I was piling up some cookbooks for next July’s sale and found that, as often happens, they had been piled in the box in no particular order: some were facing up, some down, some were rightside up and some were wrongside up. I could have opened the box at either end and had the same experience. This is a sign that the donor didn’t just take them straight from the shelf and pile them up; they had to be looked at one by one while decisions were made about who made the move to the next apartment and who took a trip to the Newberry Cookbook Adoption Agency.
Two books which were facedown featured pictures of one Mable Hoffman (she spelled it that way), an author with whom I was unfamiliar. Turns out she was another one of those unsung heroes of the twentieth century. She is singlehandedly responsible for millions of newlyweds being given crockpots over the past forty years.
Mable was a home ec major in college, and went to work developing recipes for Sunkist and later for Hunt’s. But her real glory came when a publisher’s daughter got married, was given a slow cooker, and had no idea what to do with it. The publisher went to Mable and said, “There might be a market for a cookbook in this line.”

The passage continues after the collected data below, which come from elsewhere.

//! Transport bindings
//!
//! [`Connector`] produces a fresh [`ToolChannel`] per session. The production
//! connector speaks MCP through rmcp over either a child process (stdio) or a
//! streamable HTTP endpoint; which one is fixed by configuration.

use std::sync::{Arc, Mutex};
use std::time::Duration;

use anyhow::{Context, Result};
use async_trait::async_trait;
use rmcp::{
    model::{
        CallToolRequestParam, CallToolResult, ClientInfo, Implementation,
        ProgressNotificationParam,
    },
    service::{NotificationContext, RunningService},
    transport::{
        common::client_side_sse::SseRetryPolicy,
        streamable_http_client::StreamableHttpClientTransportConfig,
        StreamableHttpClientTransport, TokioChildProcess,
    },
    ClientHandler, RoleClient, ServiceExt,
};
use tokio::process::Command;

use super::types::{ProgressEvent, ProgressSink, ToolDescriptor};
use super::JsonObject;
use crate::config::{ClientConfig, HttpTransportConfig, TransportConfig};

/// Opens channels to the tool server
#[async_trait]
pub trait Connector: Send + Sync {
    /// Open a channel and complete the protocol handshake
    async fn connect(&self) -> Result<Box<dyn ToolChannel>>;
}

/// A live, initialized connection to the tool server
#[async_trait]
pub trait ToolChannel: Send + Sync {
    /// List every tool the server advertises
    async fn list_tools(&self) -> Result<Vec<ToolDescriptor>>;

    /// Call a tool, forwarding each progress notification to `progress`
    async fn call_tool(
        &self,
        name: &str,
        arguments: JsonObject,
        progress: Option<ProgressSink>,
    ) -> Result<CallToolResult>;

    /// Shut the connection down
    async fn close(self: Box<Self>) -> Result<()>;
}

// =============================================================================
// rmcp-backed connector
// =============================================================================

/// Connector for the configured stdio or streamable HTTP binding
pub struct RmcpConnector {
    config: ClientConfig,
}

impl RmcpConnector {
    pub fn new(config: ClientConfig) -> Self {
        Self { config }
    }

    async fn connect_stdio(
        &self,
        command: &str,
        args: &[String],
        handler: ProgressRelay,
    ) -> Result<RunningService<RoleClient, ProgressRelay>> {
        tracing::debug!("Spawning MCP server: {} {:?}", command, args);

        let mut cmd = Command::new(command);
        for arg in args {
            let expanded = shellexpand::env(arg).unwrap_or_else(|_| arg.clone().into());
            cmd.arg(expanded.as_ref());
        }

        let transport = TokioChildProcess::new(cmd)
            .with_context(|| format!("failed to spawn MCP server '{}'", command))?;
        let service = handler
            .serve(transport)
            .await
            .context("failed to initialize stdio client")?;

        tracing::info!("Connected to stdio MCP server '{}'", command);
        Ok(service)
    }

    async fn connect_http(
        &self,
        http: &HttpTransportConfig,
        handler: ProgressRelay,
    ) -> Result<RunningService<RoleClient, ProgressRelay>> {
        tracing::debug!("Connecting to streamable HTTP MCP server at {}", http.url);

        let client = reqwest::Client::builder()
            .connect_timeout(self.config.connect_timeout.min(http.headers_timeout))
            .read_timeout(http.sse_read_timeout)
            .timeout(http.body_timeout)
            .build()
            .context("failed to build HTTP client")?;

        let mut cfg = StreamableHttpClientTransportConfig::with_uri(http.url.as_str());
        cfg.retry_config = Arc::new(CappedBackoff::new(
            http.max_retries,
            http.max_reconnection_delay,
        ));

        let transport = StreamableHttpClientTransport::with_client(client, cfg);
        let service = handler
            .serve(transport)
            .await
            .map_err(|e| anyhow::anyhow!("failed to initialize streamable client: {}", e))?;

        tracing::info!("Connected to streamable HTTP MCP server at {}", http.url);
        Ok(service)
    }
}

#[async_trait]
impl Connector for RmcpConnector {
    async fn connect(&self) -> Result<Box<dyn ToolChannel>> {
        let relay = ProgressRelay::new(&self.config);

        let service = match &self.config.transport {
            TransportConfig::Stdio { command, args } => {
                self.connect_stdio(command, args, relay.clone()).await?
            }
            TransportConfig::StreamableHttp(http) => self.connect_http(http, relay.clone()).await?,
        };

        Ok(Box::new(RmcpChannel { service, relay }))
    }
}

/// Channel over a running rmcp client service
struct RmcpChannel {
    service: RunningService<RoleClient, ProgressRelay>,
    relay: ProgressRelay,
}

#[async_trait]
impl ToolChannel for RmcpChannel {
    async fn list_tools(&self) -> Result<Vec<ToolDescriptor>> {
        let tools = self
            .service
            .peer()
            .list_all_tools()
            .await
            .context("failed to list tools")?;

        Ok(tools
            .into_iter()
            .map(|t| ToolDescriptor {
                name: t.name.to_string(),
                description: t.description.map(|d| d.to_string()),
                input_schema: serde_json::to_value(&t.input_schema).ok(),
            })
            .collect())
    }

    async fn call_tool(
        &self,
        name: &str,
        arguments: JsonObject,
        progress: Option<ProgressSink>,
    ) -> Result<CallToolResult> {
        // Cleared on drop so an abandoned call stops forwarding.
        let _installed = self.relay.install(progress);

        self.service
            .call_tool(CallToolRequestParam {
                name: name.to_string().into(),
                arguments: Some(arguments),
                task: None,
            })
            .await
            .context("failed to call tool")
    }

    async fn close(self: Box<Self>) -> Result<()> {
        self.service
            .cancel()
            .await
            .context("failed to stop MCP client service")?;
        Ok(())
    }
}

// =============================================================================
// Client handler: identity + progress forwarding
// =============================================================================

/// rmcp client handler that forwards progress notifications to the sink of
/// the call currently in flight
#[derive(Clone)]
struct ProgressRelay {
    name: String,
    version: String,
    sink: Arc<Mutex<Option<ProgressSink>>>,
}

impl ProgressRelay {
    fn new(config: &ClientConfig) -> Self {
        Self {
            name: config.client_name.clone(),
            version: config.client_version.clone(),
            sink: Arc::new(Mutex::new(None)),
        }
    }

    fn install(&self, sink: Option<ProgressSink>) -> InstalledSink<'_> {
        if let Ok(mut slot) = self.sink.lock() {
            *slot = sink;
        }
        InstalledSink { relay: self }
    }

    fn current(&self) -> Option<ProgressSink> {
        self.sink.lock().ok().and_then(|slot| (*slot).clone())
    }
}

struct InstalledSink<'a> {
    relay: &'a ProgressRelay,
}

impl Drop for InstalledSink<'_> {
    fn drop(&mut self) {
        if let Ok(mut slot) = self.relay.sink.lock() {
            *slot = None;
        }
    }
}

impl ClientHandler for ProgressRelay {
    async fn on_progress(
        &self,
        params: ProgressNotificationParam,
        _context: NotificationContext<RoleClient>,
    ) {
        let Some(sink) = self.current() else {
            tracing::debug!("Dropping progress notification with no active call");
            return;
        };

        match serde_json::to_value(&params)
            .ok()
            .and_then(ProgressEvent::from_params)
        {
            Some(event) => sink(event),
            None => tracing::warn!("Ignoring undecodable progress notification"),
        }
    }

    fn get_info(&self) -> ClientInfo {
        ClientInfo {
            client_info: Implementation {
                name: self.name.clone(),
                version: self.version.clone(),
                ..Default::default()
            },
            ..Default::default()
        }
    }
}

// =============================================================================
// Reconnection policy
// =============================================================================

const RECONNECT_BASE_DELAY: Duration = Duration::from_millis(50);

/// Exponential backoff for SSE stream reconnection, capped in both attempt
/// count and per-attempt delay
#[derive(Debug, Clone)]
struct CappedBackoff {
    max_retries: usize,
    max_delay: Duration,
}

impl CappedBackoff {
    fn new(max_retries: usize, max_delay: Duration) -> Self {
        Self {
            max_retries,
            max_delay,
        }
    }
}

impl SseRetryPolicy for CappedBackoff {
    fn retry(&self, current_times: usize) -> Option<Duration> {
        if current_times >= self.max_retries {
            return None;
        }
        let factor = 2u32.saturating_pow(current_times.min(31) as u32);
        Some(
            RECONNECT_BASE_DELAY
                .saturating_mul(factor)
                .min(self.max_delay),
        )
    }
}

Not long afterward, the paperback edition of “Crockery Cookery” was at number 1 on the paperback bestseller list, knocking the paperback of “The Joy of Sex” out of first place. More slow cooking cookbooks followed, as Mable tried to cope with finicky eaters who complained that everything tasted the same after an eight hour cooking time. She died at 88 in 2010, leaving a collection of crockpots so large she had lost count.

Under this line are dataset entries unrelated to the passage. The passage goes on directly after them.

use dirwarden_core::paths::DenylistEntry;

/// Folders under the user's home directory, in scan order.
const HOME_FOLDERS: &[(&str, &str)] = &[
    ("Documents", "Documents folder"),
    ("Desktop", "Desktop folder"),
    ("Downloads", "Downloads folder"),
    ("Pictures", "Pictures folder"),
    ("Movies", "Movies folder"),
    ("Music", "Music folder"),
    ("Library", "Library folder"),
];

const SYSTEM_DIRS: &[(&str, &str)] = &[
    ("/Applications", "Applications folder"),
    ("/System", "System folder"),
    ("/Library", "System Library folder"),
    ("/usr", "System usr folder"),
    ("/private", "System private folder"),
];

/// Built-in entries: home, the home folders, then system directories.
pub fn builtin_denylist() -> Vec<DenylistEntry> {
    let mut entries = Vec::with_capacity(1 + HOME_FOLDERS.len() + SYSTEM_DIRS.len());
    entries.push(DenylistEntry::new("home directory", "${HOME}"));
    for (folder, label) in HOME_FOLDERS {
        entries.push(DenylistEntry::new(*label, format!("${{HOME}}/{folder}")));
    }
    for (path, label) in SYSTEM_DIRS {
        entries.push(DenylistEntry::new(*label, *path));
    }
    entries
}

/// Built-in entries followed by `extra`, so configured entries never shadow
/// a built-in label.
pub fn build_denylist(extra: &[DenylistEntry]) -> Vec<DenylistEntry> {
    let mut entries = builtin_denylist();
    entries.extend_from_slice(extra);
    entries
}
pub mod denylist;
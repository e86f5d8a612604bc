use std::fs;
use std::path::{Path, PathBuf};

use anyhow::{Context, Result};
use directories::ProjectDirs;
use serde::{Deserialize, Serialize};

use crate::error::DirWardenError;
use crate::paths::{expand_path_template, DenylistEntry};

#[derive(Debug, Clone, Serialize, Deserialize)]
pub struct Config {
    pub guard: GuardConfig,
    /// Scanned after the built-in denylist, in file order.
    #[serde(default)]
    pub extra_entries: Vec<DenylistEntry>,
}

#[derive(Debug, Clone, Serialize, Deserialize)]
pub struct GuardConfig {
    /// Whether `--force` may bypass a dangerous verdict.
    pub allow_override: bool,
}

#[derive(Debug, Clone)]
pub struct ConfigPaths {
    pub config_path: PathBuf,
}

impl Config {
    pub fn default_config() -> Self {
        Self {
            guard: GuardConfig {
                allow_override: true,
            },
            extra_entries: Vec::new(),
        }
    }

    pub fn from_toml_str(contents: &str) -> Result<Self> {
        let config: Config = toml::from_str(contents).context("parse config TOML")?;
        config.validate()?;
        Ok(config)
    }

    pub fn to_toml_string(&self) -> Result<String> {
        let output = toml::to_string_pretty(self).context("render config TOML")?;
        Ok(output)
    }

    pub fn load(path: &Path) -> Result<Self> {
        let contents = fs::read_to_string(path)
            .with_context(|| format!("read config at {}", path.display()))?;
        Self::from_toml_str(&contents)
    }

    /// Loads `path` when it exists, otherwise falls back to the defaults.
    pub fn load_or_default(path: &Path) -> Result<Self> {
        if path.exists() {
            Self::load(path)
        } else {
            Ok(Self::default_config())
        }
    }

    pub fn save(&self, path: &Path) -> Result<()> {
        if let Some(parent) = path.parent() {
            fs::create_dir_all(parent)
                .with_context(|| format!("create config dir {}", parent.display()))?;
        }
        let contents = self.to_toml_string()?;
        fs::write(path, contents).with_context(|| format!("write config at {}", path.display()))?;
        Ok(())
    }

    fn validate(&self) -> Result<(), DirWardenError> {
        for entry in &self.extra_entries {
            if entry.label.trim().is_empty() {
                return Err(DirWardenError::InvalidConfig(format!(
                    "denylist entry for '{}' has an empty label",
                    entry.path
                )));
            }
            if entry.path.trim().is_empty() {
                return Err(DirWardenError::InvalidConfig(format!(
                    "denylist entry '{}' has an empty path",
                    entry.label
                )));
            }
            if expand_path_template(&entry.path, Some(Path::new("/"))).is_none() {
                return Err(DirWardenError::InvalidConfig(format!(
                    "denylist entry '{}': ${{HOME}} must be followed by a separator in '{}'",
                    entry.label, entry.path
                )));
            }
        }
        Ok(())
    }
}

impl ConfigPaths {
    pub fn resolve() -> Result<Self> {
        let project_dirs = ProjectDirs::from("io", "dirwarden", "dirwarden")
            .ok_or_else(|| anyhow::anyhow!("unable to determine project directories"))?;
        Ok(Self {
            config_path: project_dirs.config_dir().join("config.toml"),
        })
    }
}

#[cfg(test)]
mod tests {
    use super::*;
    use tempfile::TempDir;

    #[test]
    fn test_parse_extra_entries() {
        let config = Config::from_toml_str(
            r#"
            [guard]
            allow_override = false

            [[extra_entries]]
            label = "Projects folder"
            path = "${HOME}/Projects"

            [[extra_entries]]
            label = "System etc folder"
            path = "/etc"
            "#,
        )
        .unwrap();

        assert!(!config.guard.allow_override);
        assert_eq!(config.extra_entries.len(), 2);
        assert_eq!(
            config.extra_entries[0],
            DenylistEntry::new("Projects folder", "${HOME}/Projects")
        );
    }

    #[test]
    fn test_extra_entries_optional() {
        let config = Config::from_toml_str("[guard]\nallow_override = true\n").unwrap();
        assert!(config.extra_entries.is_empty());
    }

    #[test]
    fn test_rejects_empty_path() {
        let result = Config::from_toml_str(
            r#"
            [guard]
            allow_override = true

            [[extra_entries]]
            label = "Nothing"
            path = " "
            "#,
        );
        assert!(result.is_err());
    }

    #[test]
    fn test_rejects_home_glued_to_name() {
        let result = Config::from_toml_str(
            r#"
            [guard]
            allow_override = true

            [[extra_entries]]
            label = "Glued"
            path = "${HOME}foo"
            "#,
        );
        assert!(result.is_err());
    }

    #[test]
    fn test_save_then_load() {
        let temp_dir = TempDir::new().unwrap();
        let path = temp_dir.path().join("nested/config.toml");

        let mut config = Config::default_config();
        config
            .extra_entries
            .push(DenylistEntry::new("System etc folder", "/etc"));
        config.save(&path).unwrap();

        let loaded = Config::load(&path).unwrap();
        assert!(loaded.guard.allow_override);
        assert_eq!(loaded.extra_entries, config.extra_entries);
    }

    #[test]
    fn test_missing_file_uses_defaults() {
        let temp_dir = TempDir::new().unwrap();
        let config = Config::load_or_default(&temp_dir.path().join("absent.toml")).unwrap();
        assert!(config.guard.allow_override);
        assert!(config.extra_entries.is_empty());
    }
}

2010 also marked the special 50th anniversary edition of an entirely different landmark cookbook, whose author had died at 89 just three years earlier. In 1960, her book was a hit in the humor section; its suggestion that a working woman might not have time to spend an hour or two preparing dinner was extremely funny to part of the population.
Half a dozen copies of this classic–Peg Bracken’s “I Hate to Cook Book”–turn up every year at the Book Fair. It was essential to homes where a five minute recipe (this was largely pre-microwave America) could stave off starvation. There were several sequels in the cookbook line, along with “I Hate to Housekeep” and “I Wouldn’t Have Missed It for the World” (which showed she excelled at travel as she did at cooking and cleaning.)

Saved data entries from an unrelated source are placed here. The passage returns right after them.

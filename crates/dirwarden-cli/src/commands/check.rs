use std::path::{Path, PathBuf};

use anyhow::Result;

use policy_engine::{Classification, Classifier};

use super::config::load_effective;

pub struct CheckInputs {
    pub config_path: Option<PathBuf>,
    pub path: Option<PathBuf>,
    pub json: bool,
    pub force: bool,
}

pub fn execute(inputs: CheckInputs) -> Result<()> {
    let config = load_effective(inputs.config_path)?;
    let classifier = Classifier::from_config(&config);
    let target = inputs.path.unwrap_or_else(|| PathBuf::from("."));

    let allow_override = inputs.force && config.guard.allow_override;
    if inputs.force && !allow_override {
        tracing::warn!("--force ignored: overrides are disabled in config");
    }

    let classification = classifier.classify(&target)?;
    println!("{}", render(&target, &classification, inputs.json)?);

    classifier.guard(&target, allow_override)?;
    Ok(())
}

fn render(target: &Path, classification: &Classification, json: bool) -> Result<String> {
    if json {
        return Ok(serde_json::to_string_pretty(classification)?);
    }
    let output = match &classification.matched_path {
        Some(matched) if classification.is_dangerous => {
            format!("Dangerous: {} ({})", classification.reason, matched.display())
        }
        _ => format!("Safe: {}", target.display()),
    };
    Ok(output)
}
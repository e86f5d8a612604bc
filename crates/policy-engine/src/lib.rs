use std::path::Path;

use dirwarden_core::config::Config;
use dirwarden_core::error::DirWardenError;
use dirwarden_core::home::{HomeLocator, SystemHome};
use dirwarden_core::paths::{resolve_path, DenylistEntry};

mod decision;
pub mod rules;
pub mod zones;

pub use decision::Classification;

/// Decides whether a directory is too sensitive for a destructive tool to run in.
///
/// The denylist and the home directory are looked up again on every call.
#[derive(Debug, Clone, Default)]
pub struct Classifier<H = SystemHome> {
    home: H,
    extra_entries: Vec<DenylistEntry>,
}

impl Classifier<SystemHome> {
    /// Creates a classifier for the current OS user
    pub fn new() -> Self {
        Self::with_home(SystemHome)
    }

    /// Creates a classifier with the extra entries from configuration
    pub fn from_config(config: &Config) -> Self {
        Self::new().with_extra_entries(config.extra_entries.clone())
    }
}

impl<H: HomeLocator> Classifier<H> {
    pub fn with_home(home: H) -> Self {
        Self {
            home,
            extra_entries: Vec::new(),
        }
    }

    /// Appends entries that are scanned after the built-in denylist
    pub fn with_extra_entries(mut self, entries: Vec<DenylistEntry>) -> Self {
        self.extra_entries.extend(entries);
        self
    }

    /// Classifies `path`, which need not exist.
    ///
    /// Fails only for malformed input or when a relative path cannot be
    /// anchored at the current directory.
    pub fn classify(&self, path: impl AsRef<Path>) -> Result<Classification, DirWardenError> {
        let resolved = resolve_path(path.as_ref())?;
        let home = self.home.home_dir();
        let denylist = zones::denylist::build_denylist(&self.extra_entries);
        Ok(rules::filesystem::evaluate_path(
            &resolved,
            &denylist,
            home.as_deref(),
        ))
    }

    pub fn classify_current_dir(&self) -> Result<Classification, DirWardenError> {
        self.classify(".")
    }

    /// Classifies `path` and turns a dangerous verdict into an error unless
    /// `allow_override` is set.
    pub fn guard(
        &self,
        path: impl AsRef<Path>,
        allow_override: bool,
    ) -> Result<Classification, DirWardenError> {
        let path = path.as_ref();
        let classification = self.classify(path)?;
        if !classification.is_dangerous {
            return Ok(classification);
        }
        if allow_override {
            tracing::warn!(
                "Override in effect for {}: {}",
                path.display(),
                classification.reason
            );
            return Ok(classification);
        }
        Err(DirWardenError::DangerousDirectory {
            path: path.to_path_buf(),
            reason: classification.reason,
        })
    }
}

/// Classifies `path` against the built-in denylist for the current user.
pub fn classify(path: impl AsRef<Path>) -> Result<Classification, DirWardenError> {
    Classifier::new().classify(path)
}

/// Classifies the current working directory.
pub fn classify_current_dir() -> Result<Classification, DirWardenError> {
    Classifier::new().classify_current_dir()
}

As long as we’re on the theme of non-Julia non-Irma cookbooks, I should like to mention again the largely unsung efforts of Jody Cameron Malis, author of The Office Cookbook, The Supermarket Cookbook, and the Girl Scouts of the USA: The Beginner’s Cookbook. AND, I must add, Buffy’s Cookbook (A Family Affairs tie-in), The Mighty Marvel Superheroes Cookbook, The Newlywed Game Cookbook, and (wait for it) The Dark Shadows Cookbook. I didn’t know vampires or werewolves spent a lot of time in the kitchen, but I find that there is a Count Dracula Cookbook and TWO Twilight Cookbooks (none of these are by Jody Cameron Malis, however; and, by the way, I did not find a Buffy the Vampire Slayer Cookbook.)
This is what book fairs are really for: to remind you a cookbook doesn’t have to say “As Seen On the Food Network”. And you don’t need new gadgets or exotic ingredients: a crockpot, five minutes to fix Stayabed Stew a la Bracken, or…how old was Buffy on Family Affair, anyhow? Eight? If you can’t handle her recipes, have Mrs. Beasley call out for pizza.